EXERCISE DESCRIPTION: Show all lines from the data that include the word "PoisonError".

THE DATA:
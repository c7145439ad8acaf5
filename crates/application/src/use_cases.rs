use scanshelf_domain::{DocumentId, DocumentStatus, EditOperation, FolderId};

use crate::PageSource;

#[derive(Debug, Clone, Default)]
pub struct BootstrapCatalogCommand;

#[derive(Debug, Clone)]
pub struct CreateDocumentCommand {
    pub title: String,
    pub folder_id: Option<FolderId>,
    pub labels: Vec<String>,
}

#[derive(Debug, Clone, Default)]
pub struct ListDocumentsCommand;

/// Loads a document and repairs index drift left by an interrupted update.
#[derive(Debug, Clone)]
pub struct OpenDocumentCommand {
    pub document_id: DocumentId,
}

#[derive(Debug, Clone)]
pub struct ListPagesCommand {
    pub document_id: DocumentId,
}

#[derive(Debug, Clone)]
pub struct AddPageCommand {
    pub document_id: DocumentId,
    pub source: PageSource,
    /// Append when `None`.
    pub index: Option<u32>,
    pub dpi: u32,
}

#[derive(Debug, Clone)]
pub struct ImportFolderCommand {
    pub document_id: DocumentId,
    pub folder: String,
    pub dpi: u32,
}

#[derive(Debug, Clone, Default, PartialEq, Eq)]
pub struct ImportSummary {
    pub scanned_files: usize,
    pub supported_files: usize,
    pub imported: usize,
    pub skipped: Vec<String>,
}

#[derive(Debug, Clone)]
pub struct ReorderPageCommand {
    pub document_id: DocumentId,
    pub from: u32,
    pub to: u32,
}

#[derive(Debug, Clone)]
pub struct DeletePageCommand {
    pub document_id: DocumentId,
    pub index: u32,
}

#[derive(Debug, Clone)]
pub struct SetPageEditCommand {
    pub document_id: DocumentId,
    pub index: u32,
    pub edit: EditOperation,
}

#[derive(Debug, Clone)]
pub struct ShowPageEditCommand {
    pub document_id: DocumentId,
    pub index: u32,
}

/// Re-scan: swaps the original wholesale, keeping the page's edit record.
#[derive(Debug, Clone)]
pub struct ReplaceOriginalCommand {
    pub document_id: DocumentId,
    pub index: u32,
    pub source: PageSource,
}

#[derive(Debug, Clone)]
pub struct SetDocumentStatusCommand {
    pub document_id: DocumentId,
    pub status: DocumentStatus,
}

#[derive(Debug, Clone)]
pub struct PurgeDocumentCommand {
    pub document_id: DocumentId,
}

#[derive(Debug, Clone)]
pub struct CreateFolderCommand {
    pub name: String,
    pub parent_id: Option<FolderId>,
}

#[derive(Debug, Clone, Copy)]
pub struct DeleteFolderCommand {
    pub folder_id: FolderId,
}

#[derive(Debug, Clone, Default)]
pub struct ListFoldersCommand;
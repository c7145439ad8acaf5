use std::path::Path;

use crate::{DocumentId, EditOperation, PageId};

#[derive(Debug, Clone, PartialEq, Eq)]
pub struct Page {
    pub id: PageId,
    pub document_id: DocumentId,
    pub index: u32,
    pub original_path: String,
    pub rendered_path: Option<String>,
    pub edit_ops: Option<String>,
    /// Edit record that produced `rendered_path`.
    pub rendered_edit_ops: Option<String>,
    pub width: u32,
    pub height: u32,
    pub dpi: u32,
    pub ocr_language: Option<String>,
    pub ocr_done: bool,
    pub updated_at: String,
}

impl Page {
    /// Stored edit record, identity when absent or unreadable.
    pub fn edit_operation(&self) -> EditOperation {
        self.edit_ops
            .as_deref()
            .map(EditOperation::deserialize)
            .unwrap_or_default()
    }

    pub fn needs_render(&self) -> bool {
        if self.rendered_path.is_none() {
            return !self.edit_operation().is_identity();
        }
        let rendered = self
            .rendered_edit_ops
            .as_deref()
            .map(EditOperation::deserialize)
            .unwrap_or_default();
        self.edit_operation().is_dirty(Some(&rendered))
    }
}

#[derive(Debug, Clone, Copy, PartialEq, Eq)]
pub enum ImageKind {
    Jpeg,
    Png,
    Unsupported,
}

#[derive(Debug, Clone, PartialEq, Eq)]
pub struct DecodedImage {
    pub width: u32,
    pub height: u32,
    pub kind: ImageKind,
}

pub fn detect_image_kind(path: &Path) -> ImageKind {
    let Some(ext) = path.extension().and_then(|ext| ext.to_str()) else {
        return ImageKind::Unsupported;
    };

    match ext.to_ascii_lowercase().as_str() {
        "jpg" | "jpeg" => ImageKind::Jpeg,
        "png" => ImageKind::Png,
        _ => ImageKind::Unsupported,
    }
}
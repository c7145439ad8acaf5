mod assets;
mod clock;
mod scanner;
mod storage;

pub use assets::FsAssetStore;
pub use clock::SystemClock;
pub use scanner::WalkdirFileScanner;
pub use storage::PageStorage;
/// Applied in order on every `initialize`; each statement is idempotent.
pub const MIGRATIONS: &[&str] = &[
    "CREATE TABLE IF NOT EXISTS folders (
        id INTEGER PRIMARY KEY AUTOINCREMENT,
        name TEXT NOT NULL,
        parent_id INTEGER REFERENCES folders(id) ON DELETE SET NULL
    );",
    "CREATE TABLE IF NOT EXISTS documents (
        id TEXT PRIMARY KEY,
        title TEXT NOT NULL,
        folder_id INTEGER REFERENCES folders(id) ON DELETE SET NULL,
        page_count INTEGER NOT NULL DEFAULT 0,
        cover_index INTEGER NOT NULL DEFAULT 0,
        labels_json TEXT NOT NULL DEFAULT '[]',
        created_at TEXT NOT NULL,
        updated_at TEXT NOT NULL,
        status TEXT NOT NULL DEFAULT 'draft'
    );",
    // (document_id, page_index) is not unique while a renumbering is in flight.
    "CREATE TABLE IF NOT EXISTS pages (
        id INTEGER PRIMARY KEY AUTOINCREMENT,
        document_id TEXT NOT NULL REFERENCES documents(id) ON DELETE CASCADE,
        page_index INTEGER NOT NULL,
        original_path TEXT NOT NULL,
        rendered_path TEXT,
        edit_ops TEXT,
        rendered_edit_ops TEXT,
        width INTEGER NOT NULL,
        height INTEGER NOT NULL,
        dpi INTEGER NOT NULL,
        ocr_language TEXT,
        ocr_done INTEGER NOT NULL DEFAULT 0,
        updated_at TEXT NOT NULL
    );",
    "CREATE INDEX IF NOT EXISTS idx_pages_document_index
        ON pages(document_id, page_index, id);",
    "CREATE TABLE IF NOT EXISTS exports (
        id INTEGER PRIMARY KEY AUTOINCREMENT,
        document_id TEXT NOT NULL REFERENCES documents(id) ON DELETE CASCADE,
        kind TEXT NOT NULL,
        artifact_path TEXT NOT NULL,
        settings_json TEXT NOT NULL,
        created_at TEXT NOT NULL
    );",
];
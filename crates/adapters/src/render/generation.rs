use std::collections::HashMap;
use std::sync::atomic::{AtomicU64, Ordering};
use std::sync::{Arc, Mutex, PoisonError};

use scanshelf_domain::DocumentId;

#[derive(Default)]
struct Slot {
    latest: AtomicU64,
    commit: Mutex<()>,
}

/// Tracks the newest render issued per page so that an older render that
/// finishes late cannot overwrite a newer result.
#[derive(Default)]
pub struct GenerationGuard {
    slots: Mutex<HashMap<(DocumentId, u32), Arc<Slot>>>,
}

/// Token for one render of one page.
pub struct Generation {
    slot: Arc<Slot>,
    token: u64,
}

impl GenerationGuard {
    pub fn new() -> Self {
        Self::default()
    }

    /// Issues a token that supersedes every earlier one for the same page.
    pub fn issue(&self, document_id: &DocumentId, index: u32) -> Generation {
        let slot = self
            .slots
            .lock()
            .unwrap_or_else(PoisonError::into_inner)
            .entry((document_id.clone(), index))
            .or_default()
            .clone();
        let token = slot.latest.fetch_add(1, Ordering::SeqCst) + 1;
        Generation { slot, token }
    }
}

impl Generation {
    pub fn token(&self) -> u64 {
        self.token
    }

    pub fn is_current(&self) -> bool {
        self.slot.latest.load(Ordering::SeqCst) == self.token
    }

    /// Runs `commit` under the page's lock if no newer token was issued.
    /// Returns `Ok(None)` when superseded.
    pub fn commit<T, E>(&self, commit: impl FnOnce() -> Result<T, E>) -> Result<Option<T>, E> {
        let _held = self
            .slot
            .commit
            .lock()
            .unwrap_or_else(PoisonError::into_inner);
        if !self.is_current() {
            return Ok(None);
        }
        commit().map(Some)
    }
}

RESULT FOR THIS EXERCISE:
use std::sync::{Arc, Mutex, PoisonError};
            .unwrap_or_else(PoisonError::into_inner)
            .unwrap_or_else(PoisonError::into_inner);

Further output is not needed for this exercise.